3 million sample pairs, 2 million real-shot pairs: the data scarcity in depth estimation has finally been broken.

MaticHoleFiller · 2026-04-05T18:14:48+00:00

(Source: Machine Heart)Machine Heart Editorial TeamPeople who work on depth estimation and depth completion probably have experienced this moment.The model achieves impressive scores on classic benchmarks like NYU Depth V2, and the metrics look good. But once you deploy the same model on a real robot, the problems immediately surface: depth map edges are blurry, distant objects drift, and it almost completely fails when encountering reflective materials.Your first instinct is often to think there's a bug in the implementation, so you check the code and training process thoroughly. But in the end, you find that the code is fine.The problem lies in the data.Actually, this is not an isolated case but one of the long-standing challenges in this field.Progress in academic research on depth estimation and depth completion has, to some extent, been constrained by the limitations of datasets. Over the past decade, the community

MaticHoleFiller

2026-04-05 18:14:48

(Source: Muck and Minds)

Muck and Minds Editorial Office

People who do deep estimation and deep completion have probably all had a moment like this.

On a classic benchmark like NYU Depth V2, the model scores impressively and the metrics are good-looking. But the moment you deploy the same model onto a real robot, the problem shows up immediately: the depth map edges blur, objects in the distance drift, and when it encounters reflective materials, it almost completely fails.

Your first reaction is often that there must be a bug in the implementation, so you trace things from the code all the way through the training pipeline. But in the end, you find the code is fine.

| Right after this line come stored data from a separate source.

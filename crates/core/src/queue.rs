// SPDX-License-Identifier: MIT
// Copyright (c) 2026 Alfred Jean LLC

//! In-memory queue of pending operations.
//!
//! The queue is the single source of truth for pending work. It is a cheap
//! cloneable handle: the caller's side keeps enqueueing through one clone
//! while a drain reads a [`snapshot`](OperationQueue::snapshot) through
//! another. The lock is held only for the copy or the mutation itself, never
//! across I/O.

use std::collections::HashSet;
use std::sync::{Arc, Mutex, MutexGuard};

use crate::config::QueueConfig;
use crate::error::{Error, Result};
use crate::op::{Operation, Sequence, Verb};
use crate::sequence::SequenceClock;

/// Ordered buffer of pending operations.
#[derive(Clone, Debug)]
pub struct OperationQueue {
    shared: Arc<Shared>,
}

#[derive(Debug)]
struct Shared {
    clock: SequenceClock,
    max_size: Option<usize>,
    /// Sorted by sequence at all times.
    ops: Mutex<Vec<Operation>>,
}

impl OperationQueue {
    /// Creates an empty, unbounded queue.
    pub fn new() -> Self {
        Self::with_clock(SequenceClock::new(), None)
    }

    /// Creates an empty queue honoring `max_queue_size` from the config.
    pub fn from_config(config: &QueueConfig) -> Self {
        Self::with_clock(SequenceClock::new(), config.max_queue_size)
    }

    /// Creates an empty queue with an explicit sequence clock and cap.
    pub fn with_clock(clock: SequenceClock, max_size: Option<usize>) -> Self {
        OperationQueue {
            shared: Arc::new(Shared {
                clock,
                max_size,
                ops: Mutex::new(Vec::new()),
            }),
        }
    }

    fn ops(&self) -> MutexGuard<'_, Vec<Operation>> {
        self.shared.ops.lock().unwrap_or_else(|e| e.into_inner())
    }

    /// Appends a new operation and returns it with its assigned sequence.
    ///
    /// # Errors
    ///
    /// Returns [`Error::QueueFull`] only when a cap is configured and
    /// reached. Nothing already queued is dropped to make room.
    pub fn enqueue(
        &self,
        verb: Verb,
        url: impl Into<String>,
        payload: serde_json::Value,
    ) -> Result<Operation> {
        let mut ops = self.ops();
        if let Some(limit) = self.shared.max_size {
            if ops.len() >= limit {
                return Err(Error::QueueFull { limit });
            }
        }

        // Sequence is drawn under the lock so insertion order matches it.
        let op = Operation::new(self.shared.clock.next(), verb, url, payload);
        ops.push(op.clone());
        tracing::debug!(sequence = op.sequence(), verb = %verb, url = op.url(), "enqueued");
        Ok(op)
    }

    /// Removes every pending operation.
    pub fn clear_all(&self) {
        self.ops().clear();
    }

    /// Removes every operation with the given verb, keeping the relative
    /// order of the rest. Returns how many were removed.
    pub fn clear_by_verb(&self, verb: Verb) -> usize {
        let mut ops = self.ops();
        let before = ops.len();
        ops.retain(|op| op.verb() != verb);
        before - ops.len()
    }

    /// Returns an owned copy of the pending operations in order.
    pub fn snapshot(&self) -> Vec<Operation> {
        self.ops().clone()
    }

    pub fn len(&self) -> usize {
        self.ops().len()
    }

    pub fn is_empty(&self) -> bool {
        self.ops().is_empty()
    }

    /// Counts pending operations with the given verb.
    pub fn count_by_verb(&self, verb: Verb) -> usize {
        self.ops().iter().filter(|op| op.verb() == verb).count()
    }

    /// Merges operations read back from a snapshot into the live queue.
    ///
    /// Operations keep their original sequences and are placed by sequence.
    /// A sequence already present is skipped, so restoring the same snapshot
    /// twice does not duplicate work. The cap does not apply: restored work
    /// is never refused. Returns how many operations were added.
    pub fn restore(&self, restored: Vec<Operation>) -> usize {
        let mut ops = self.ops();
        let mut added = 0;
        for op in restored {
            self.shared.clock.observe(op.sequence());
            if let Err(pos) = ops.binary_search_by_key(&op.sequence(), Operation::sequence) {
                ops.insert(pos, op);
                added += 1;
            }
        }
        added
    }

    /// Removes exactly the operations with the given sequences. Operations
    /// enqueued after those sequences were captured are left alone. Returns
    /// how many were removed.
    pub fn remove(&self, sequences: impl IntoIterator<Item = Sequence>) -> usize {
        let doomed: HashSet<Sequence> = sequences.into_iter().collect();
        if doomed.is_empty() {
            return 0;
        }
        let mut ops = self.ops();
        let before = ops.len();
        ops.retain(|op| !doomed.contains(&op.sequence()));
        before - ops.len()
    }
}

impl Default for OperationQueue {
    fn default() -> Self {
        Self::new()
    }
}

#[cfg(test)]
#[path = "queue_tests.rs"]
mod tests;
// SPDX-License-Identifier: MIT
// Copyright (c) 2026 Alfred Jean LLC

//! Local queue commands: enqueue, list, clear and status.
//!
//! None of these reach the network.

use std::path::Path;

use opq_core::{Operation, Verb};

use crate::cli::OutputFormat;
use crate::config::Config;
use crate::error::{Error, Result};

use super::Session;

/// Parses the payload argument, defaulting to an empty object.
pub(crate) fn parse_payload(payload: Option<&str>) -> Result<serde_json::Value> {
    match payload {
        None => Ok(serde_json::json!({})),
        Some(raw) => {
            serde_json::from_str(raw).map_err(|e| Error::InvalidPayload(e.to_string()))
        }
    }
}

pub(crate) fn format_operation(op: &Operation) -> String {
    format!(
        "#{} {} {} {}",
        op.sequence(),
        op.verb().http_method(),
        op.url(),
        op.payload()
    )
}

pub async fn enqueue(state_dir: &Path, verb: Verb, url: &str, payload: Option<&str>) -> Result<()> {
    let payload = parse_payload(payload)?;
    let session = Session::open(state_dir, Config::load(state_dir)?, None)?;
    session.activate().await;

    let result = session
        .controller()
        .enqueue(verb, url, payload)
        .map(|op| println!("queued {}", format_operation(&op)))
        .map_err(Error::from);
    session.close(result).await
}

pub async fn list(state_dir: &Path, output: OutputFormat) -> Result<()> {
    let session = Session::open(state_dir, Config::load(state_dir)?, None)?;
    session.activate().await;

    let operations = session.controller().queue().snapshot();
    let result = match output {
        OutputFormat::Text => {
            if operations.is_empty() {
                println!("no pending operations");
            }
            for op in &operations {
                println!("{}", format_operation(op));
            }
            Ok(())
        }
        OutputFormat::Json => serde_json::to_string_pretty(&operations)
            .map(|json| println!("{}", json))
            .map_err(Error::from),
    };
    session.close(result).await
}

pub async fn clear(state_dir: &Path, verb: Option<Verb>) -> Result<()> {
    let session = Session::open(state_dir, Config::load(state_dir)?, None)?;
    session.activate().await;

    let controller = session.controller();
    let cleared = match verb {
        Some(verb) => controller.clear_by_verb(verb),
        None => {
            let pending = controller.pending();
            controller.clear_all();
            pending
        }
    };
    println!("cleared {} operation(s)", cleared);
    session.close(Ok(())).await
}

/// Prints the persisted queue without activating it, so nothing is
/// replayed or rewritten.
pub fn status(state_dir: &Path) -> Result<()> {
    let config = Config::load(state_dir)?;
    let session = Session::open(state_dir, config, None)?;
    let snapshotter = session.controller().snapshotter();

    let operations = match snapshotter.restore() {
        Ok(operations) => operations,
        Err(e) => {
            eprintln!("warning: {}", e);
            Vec::new()
        }
    };
    let count = |verb: Verb| operations.iter().filter(|op| op.verb() == verb).count();

    println!("State dir: {}", session.state_dir().display());
    println!("Snapshot key: {}", snapshotter.key());
    println!(
        "Pending ops: {} ({} create, {} update)",
        operations.len(),
        count(Verb::Create),
        count(Verb::Update)
    );
    match &session.config().remote {
        Some(remote) => println!("Remote: {}", remote.base_url),
        None => println!("Remote: none"),
    }
    Ok(())
}

#[cfg(test)]
#[path = "queue_tests.rs"]
mod tests;
// SPDX-License-Identifier: MIT
// Copyright (c) 2026 Alfred Jean LLC

//! Error types for opq-core operations.

use thiserror::Error;

/// All possible errors that can occur in opq-core operations.
#[derive(Debug, Error)]
pub enum Error {
    #[error("storage error: {0}")]
    Storage(String),

    #[error("corrupted snapshot '{key}': {reason}\n  hint: the cached queue cannot be read back; it is discarded on the next activation")]
    CorruptedSnapshot { key: String, reason: String },

    #[error("queue is full ({limit} pending operations)\n  hint: drain or clear the queue, or raise max_queue_size")]
    QueueFull { limit: usize },

    #[error("invalid verb: '{0}'\n  hint: valid verbs are: create, update")]
    InvalidVerb(String),

    #[error("invalid config: {0}")]
    InvalidConfig(String),

    #[error("io error: {0}")]
    Io(#[from] std::io::Error),

    #[error("json error: {0}")]
    Json(#[from] serde_json::Error),
}

impl Error {
    /// Returns true for failures of the durable store (read, write, or
    /// unreadable contents).
    pub fn is_storage(&self) -> bool {
        matches!(
            self,
            Error::Storage(_) | Error::CorruptedSnapshot { .. } | Error::Io(_)
        )
    }
}

/// A specialized Result type for opq-core operations.
pub type Result<T> = std::result::Result<T, Error>;

#[cfg(test)]
#[path = "error_tests.rs"]
mod tests;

The issue is with the data.

In fact, this isn’t an isolated case—it’s one of the long-standing dilemmas in this field.

Academic progress in depth estimation and depth completion, to a certain extent, has been constrained by the “ceiling” of available datasets. Over the past decade-plus, the community has relied heavily on a few classic datasets: NYU Depth V2 focuses mainly on apartment and office scenes, with limited indoor coverage; KITTI targets autonomous driving and has solid outdoor road scenes, but it offers little direct value for embodied intelligence; ScanNet makes a huge contribution to indoor reconstruction, but its frame-sequence format was not designed for paired depth training; ETH3D and DIML each have their own focus, and their scale is not sufficient to support today’s large-model training needs.

Although synthetic datasets can now help address data scarcity, there’s a visible gap between synthetic data in rendering materials and real-world scenes. The depth priors a model learns on synthetic data often break down immediately when faced with real-world reflective metal, transparent glass, and complex textures.

Without large-scale real data, it’s difficult to implement a systematic solution to this gap. Until the end of March, this situation finally began to loosen.

Antgroup LingBo completed a long-awaited move in this area: it has open-sourced about 3 million pairs of high-quality RGB–depth data in one go—LingBot-Depth-Dataset. Each sample includes an RGB image, the sensor’s original depth, and the corresponding ground-truth depth, providing a complete set of paired signals for training.

The entire dataset is 2.71TB in size, including about 2 million pairs of real captured RGB-D data and 1 million pairs of high-quality rendered data; for the real data portion, it covers 6 mainstream depth cameras on the market—Orbbec 335, 335L, RealSense D405, D415, D435, D455—to reproduce the real sensing distribution under different hardware conditions as much as possible.

The dataset is released under the CC BY-NC-SA 4.0 license, allowing free use and re-creation in academic and non-commercial scenarios.

ModelScope Model Hub Community: https://modelscope.cn/datasets/Robbyant/LingBot-Depth-Dataset
HuggingFace: https://huggingface.co/datasets/robbyant/mdm_depth

In fact, the dataset’s effectiveness has long been validated at the model level. LingBot-Depth, an embodied intelligence perception model open-sourced by Antgroup LingBo in January this year, is trained based on this dataset.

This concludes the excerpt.